А он подумал, что Булгак не безголов, но потерял голову; кому отдуваться-то? Опять Подлепичу?

— Да, жизнь — аргумент железный, — сказал он хмуро. — Пригодный для самообороны. Чуть где-то с ней расходимся, с жизнью, и ею же оправдываемся: это жизнь!

— Я не оправдываюсь, — сказала Светка, — я подчиняюсь ее требованиям.

Он был настроен агрессивно и потому, пожалуй, позволял себе злоупотреблять Светкиным терпением.
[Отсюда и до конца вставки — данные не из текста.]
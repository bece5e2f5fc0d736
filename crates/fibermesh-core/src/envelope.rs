//! The envelope message unit and its wire codecs
//!
//! Every message a fiber sends, locally or over the network, travels as an
//! [`Envelope`]. Envelopes are immutable once constructed; the router stamps
//! the originating fiber's id on each one.
//!
//! ## Wire Format
//!
//! One envelope per transport frame. The default codec is lossless JSON
//! using the short wire field names (`msgId`, `mT`, `rMsgId`, `oFib`);
//! optional fields are omitted entirely when absent. [`PostcardCodec`]
//! offers a compact binary alternative, and anything implementing
//! [`EnvelopeCodec`] may be substituted through the fiber config.

use serde::{Deserialize, Serialize};
use serde_json::Value;

use crate::error::{FiberError, FiberResult};
use crate::types::{EntityId, FiberId, MessageId};

/// The structured message unit exchanged between fibers
#[derive(Debug, Clone, PartialEq, Serialize, Deserialize)]
pub struct Envelope {
    /// Sending entity
    pub from: EntityId,

    /// Destination entity
    pub to: EntityId,

    /// Application payload
    pub body: Value,

    /// Unique id of this message
    #[serde(rename = "msgId")]
    pub msg_id: MessageId,

    /// Optional application-level message type tag
    #[serde(rename = "mT", skip_serializing_if = "Option::is_none", default)]
    pub message_type: Option<String>,

    /// Id of the message this one replies to, if any
    #[serde(rename = "rMsgId", skip_serializing_if = "Option::is_none", default)]
    pub in_reply_to: Option<MessageId>,

    /// The fiber that originated this envelope
    #[serde(rename = "oFib")]
    pub origin_fiber: FiberId,
}

/// Pluggable envelope serializer/deserializer
///
/// Implementations must be lossless: `deserialize(serialize(e)) == e`.
pub trait EnvelopeCodec: Send + Sync {
    /// Encode an envelope into wire bytes
    fn serialize(&self, envelope: &Envelope) -> FiberResult<Vec<u8>>;

    /// Decode an envelope from wire bytes
    fn deserialize(&self, bytes: &[u8]) -> FiberResult<Envelope>;
}

/// Default textual codec (JSON)
#[derive(Debug, Clone, Copy, Default)]
pub struct JsonCodec;

impl EnvelopeCodec for JsonCodec {
    fn serialize(&self, envelope: &Envelope) -> FiberResult<Vec<u8>> {
        serde_json::to_vec(envelope)
            .map_err(|e| FiberError::Serialization(format!("Failed to encode envelope: {}", e)))
    }

    fn deserialize(&self, bytes: &[u8]) -> FiberResult<Envelope> {
        serde_json::from_slice(bytes)
            .map_err(|e| FiberError::Serialization(format!("Failed to decode envelope: {}", e)))
    }
}

/// Compact binary codec (postcard)
///
/// Postcard is not self-describing, so the free-form body cannot travel
/// as a raw JSON value; it is embedded as its JSON text inside an
/// otherwise fully binary envelope.
#[derive(Debug, Clone, Copy, Default)]
pub struct PostcardCodec;

/// Postcard wire shape; the body field holds the payload's JSON text
#[derive(Serialize, Deserialize)]
struct PostcardEnvelope {
    from: EntityId,
    to: EntityId,
    body: String,
    msg_id: MessageId,
    message_type: Option<String>,
    in_reply_to: Option<MessageId>,
    origin_fiber: FiberId,
}

impl EnvelopeCodec for PostcardCodec {
    fn serialize(&self, envelope: &Envelope) -> FiberResult<Vec<u8>> {
        let body = serde_json::to_string(&envelope.body)
            .map_err(|e| FiberError::Serialization(format!("Failed to encode body: {}", e)))?;
        let wire = PostcardEnvelope {
            from: envelope.from.clone(),
            to: envelope.to.clone(),
            body,
            msg_id: envelope.msg_id,
            message_type: envelope.message_type.clone(),
            in_reply_to: envelope.in_reply_to,
            origin_fiber: envelope.origin_fiber,
        };
        postcard::to_allocvec(&wire)
            .map_err(|e| FiberError::Serialization(format!("Failed to encode envelope: {}", e)))
    }

    fn deserialize(&self, bytes: &[u8]) -> FiberResult<Envelope> {
        let wire: PostcardEnvelope = postcard::from_bytes(bytes)
            .map_err(|e| FiberError::Serialization(format!("Failed to decode envelope: {}", e)))?;
        let body = serde_json::from_str(&wire.body)
            .map_err(|e| FiberError::Serialization(format!("Failed to decode body: {}", e)))?;
        Ok(Envelope {
            from: wire.from,
            to: wire.to,
            body,
            msg_id: wire.msg_id,
            message_type: wire.message_type,
            in_reply_to: wire.in_reply_to,
            origin_fiber: wire.origin_fiber,
        })
    }
}
//! Fiber configuration
//!
//! All required options are checked when the builder runs, so a
//! misconfigured fiber fails at construction rather than at first use.

use std::sync::Arc;
use std::time::Duration;

use futures::future::BoxFuture;
use tokio::runtime::Handle;

use crate::envelope::{EnvelopeCodec, JsonCodec};
use crate::error::{FiberError, FiberResult};
use crate::types::PeerAddr;

/// Default interval for polling connect monitoring
pub const DEFAULT_MONITOR_INTERVAL: Duration = Duration::from_millis(250);

/// Discovery callback: produces the latest full peer address list
///
/// Invoked on every refresh tick. Failures are reported through the
/// returned `Result`; the fiber logs them and keeps its current peer set.
pub type RefreshFn =
    Arc<dyn Fn() -> BoxFuture<'static, anyhow::Result<Vec<PeerAddr>>> + Send + Sync>;

/// Configuration for a [`PubSubFiber`](crate::fiber::PubSubFiber)
#[derive(Clone)]
pub struct FiberConfig {
    /// Address this fiber's publish endpoint binds to
    pub publish_address: PeerAddr,

    /// Initial peer address list (the publish address itself is a member,
    /// used only for self-exclusion)
    pub addresses: Vec<PeerAddr>,

    /// Discovery callback producing the latest peer list
    pub refresh_addresses: RefreshFn,

    /// Interval between discovery polls
    pub refresh_interval: Duration,

    /// Runtime handle all background tasks are spawned on
    pub scheduler: Handle,

    /// Envelope wire codec
    pub codec: Arc<dyn EnvelopeCodec>,

    /// Whether to confirm peer connections and emit a status event
    pub monitor_connections: bool,

    /// Polling cadence for connect monitoring
    pub monitor_interval: Duration,
}

impl FiberConfig {
    /// Start building a config
    pub fn builder() -> FiberConfigBuilder {
        FiberConfigBuilder::default()
    }
}

impl std::fmt::Debug for FiberConfig {
    fn fmt(&self, f: &mut std::fmt::Formatter<'_>) -> std::fmt::Result {
        f.debug_struct("FiberConfig")
            .field("publish_address", &self.publish_address)
            .field("addresses", &self.addresses)
            .field("refresh_interval", &self.refresh_interval)
            .field("monitor_connections", &self.monitor_connections)
            .field("monitor_interval", &self.monitor_interval)
            .finish_non_exhaustive()
    }
}

/// Builder for [`FiberConfig`]
#[derive(Default)]
pub struct FiberConfigBuilder {
    publish_address: Option<PeerAddr>,
    addresses: Option<Vec<PeerAddr>>,
    refresh_addresses: Option<RefreshFn>,
    refresh_interval: Option<Duration>,
    scheduler: Option<Handle>,
    codec: Option<Arc<dyn EnvelopeCodec>>,
    monitor_connections: bool,
    monitor_interval: Option<Duration>,
}

impl FiberConfigBuilder {
    /// Set the publish bind address (required)
    pub fn publish_address(mut self, addr: impl Into<PeerAddr>) -> Self {
        self.publish_address = Some(addr.into());
        self
    }

    /// Set the initial peer address list (required)
    pub fn addresses(mut self, addrs: impl IntoIterator<Item = impl Into<PeerAddr>>) -> Self {
        self.addresses = Some(addrs.into_iter().map(Into::into).collect());
        self
    }

    /// Set the discovery callback (required)
    pub fn refresh_addresses(
        mut self,
        f: impl Fn() -> BoxFuture<'static, anyhow::Result<Vec<PeerAddr>>> + Send + Sync + 'static,
    ) -> Self {
        self.refresh_addresses = Some(Arc::new(f));
        self
    }

    /// Set the interval between discovery polls (required)
    pub fn refresh_interval(mut self, interval: Duration) -> Self {
        self.refresh_interval = Some(interval);
        self
    }

    /// Set the runtime handle used for background tasks (required)
    pub fn scheduler(mut self, handle: Handle) -> Self {
        self.scheduler = Some(handle);
        self
    }

    /// Override the envelope codec (default: JSON)
    pub fn codec(mut self, codec: Arc<dyn EnvelopeCodec>) -> Self {
        self.codec = Some(codec);
        self
    }

    /// Enable connect monitoring (default: off)
    pub fn monitor_connections(mut self, enabled: bool) -> Self {
        self.monitor_connections = enabled;
        self
    }

    /// Override the monitor polling interval (default: 250ms)
    pub fn monitor_interval(mut self, interval: Duration) -> Self {
        self.monitor_interval = Some(interval);
        self
    }

    /// Validate and produce the config
    ///
    /// # Errors
    ///
    /// Returns [`FiberError::Config`] naming the first missing required
    /// option.
    pub fn build(self) -> FiberResult<FiberConfig> {
        let publish_address = self
            .publish_address
            .ok_or_else(|| FiberError::Config("publish_address is required".to_string()))?;
        let addresses = self
            .addresses
            .ok_or_else(|| FiberError::Config("addresses is required".to_string()))?;
        let refresh_addresses = self
            .refresh_addresses
            .ok_or_else(|| FiberError::Config("refresh_addresses is required".to_string()))?;
        let refresh_interval = self
            .refresh_interval
            .ok_or_else(|| FiberError::Config("refresh_interval is required".to_string()))?;
        let scheduler = self
            .scheduler
            .ok_or_else(|| FiberError::Config("scheduler is required".to_string()))?;

        Ok(FiberConfig {
            publish_address,
            addresses,
            refresh_addresses,
            refresh_interval,
            scheduler,
            codec: self.codec.unwrap_or_else(|| Arc::new(JsonCodec)),
            monitor_connections: self.monitor_connections,
            monitor_interval: self.monitor_interval.unwrap_or(DEFAULT_MONITOR_INTERVAL),
        })
    }
}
— Пойдем, однако? — предложил он, словно бы замиряясь с ней. — После своей поездки я как-то отвык от таких дневных нагрузок.

— Сейчас пойдем, — кивнула она, вскочила, побежала в ребячью толпу и так же легко смешалась с этой толпой, как и вскочила, побежала.

Сегодняшний день был закончен; он подумал о завтрашнем; не поскачешь — отстанешь, упустишь инициативу, — его же собственный девиз, а вернее сказать, универсальная формула; зависит — какие значения в нее подставить вместо символов.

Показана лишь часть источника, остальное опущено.